Biofortification offers a way to reach poor consumers who have difficulty in accessing micronutrient-rich diets, food supplements or conventionally fortified processed foods.
Roughly one third of the world’s population suffers dietary deficiencies of vitamins and minerals, compromising their health and impairing their productivity. Especially poor rural populations in low and middle-income countries suffer from micronutrient deficiencies (or ‘hidden hunger’). Their low incomes and limited access to food leads to a monotonous nutritionally inadequate diets.
Micronutrient malnutrition is also associated with rapidly growing problem of obesity and non-communicable diseases. Low quality diets based heavily on highly processed, nutrient-poor foods lie at the core of the problem.

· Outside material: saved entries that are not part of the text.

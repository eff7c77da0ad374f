use crate::transpiler::traits::{SqlGenerator, escape_identifier};

/// SQLite Generator.
pub struct SqliteGenerator;

impl SqlGenerator for SqliteGenerator {
    fn name(&self) -> &'static str {
        "sqlite"
    }

    fn quote_identifier(&self, name: &str) -> String {
        escape_identifier(name)
    }

    fn placeholder(&self, _index: usize) -> String {
        "?".to_string()
    }

    fn bool_literal(&self, val: bool) -> String {
        if val { "1".to_string() } else { "0".to_string() }
    }

    fn limit_offset(&self, limit: Option<usize>, offset: Option<usize>) -> String {
        let mut sql = String::new();
        match (limit, offset) {
            (Some(n), _) => sql.push_str(&format!(" LIMIT {}", n)),
            (None, Some(_)) => sql.push_str(" LIMIT -1"),
            (None, None) => {}
        }
        if let Some(n) = offset {
            sql.push_str(&format!(" OFFSET {}", n));
        }
        sql
    }

    // REGEXP parses but has no implementation unless the host registers one.
    fn supports_regex(&self) -> bool {
        false
    }
}
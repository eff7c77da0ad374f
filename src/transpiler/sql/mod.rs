pub mod mysql;
pub mod postgres;
pub mod sqlite;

Why is biofortification worth discussing
In biofortification, conventional crop breeding techniques are used to identify varieties with particular high concentration of desired nutrients. These are then cross-bred with high-yielding varieties to develop biofortified varieties that have high levels of, for instance, zinc or betacarotene, in addition to other productivity traits desired by farmers.
When biofortified crops are combined with interventions that promote dietary diversification, real progress can be made to benefit millions of households. In Nigeria for instance, with the strengthened regulatory and legal framework and infrastructural support, Nigerian multiplication programmes are expected to allow 80 million Nigerians to have access to more nutritious diets in the coming 4 years.
The Policy Brief
The Global Panel policy brief: Biofortification: An Agricultural Investment for Nutrition lays out the technical evidence and arguments for supporting biofortification as one element of a nutrient-sensitive national agricultural research and investment strategy. The brief argues that, instead of it being an alternative to other nutrition-enhancing interventions, policy makers should consider biofortification as one component of a suite of complementary strategies to reduce micronutrient deficiencies.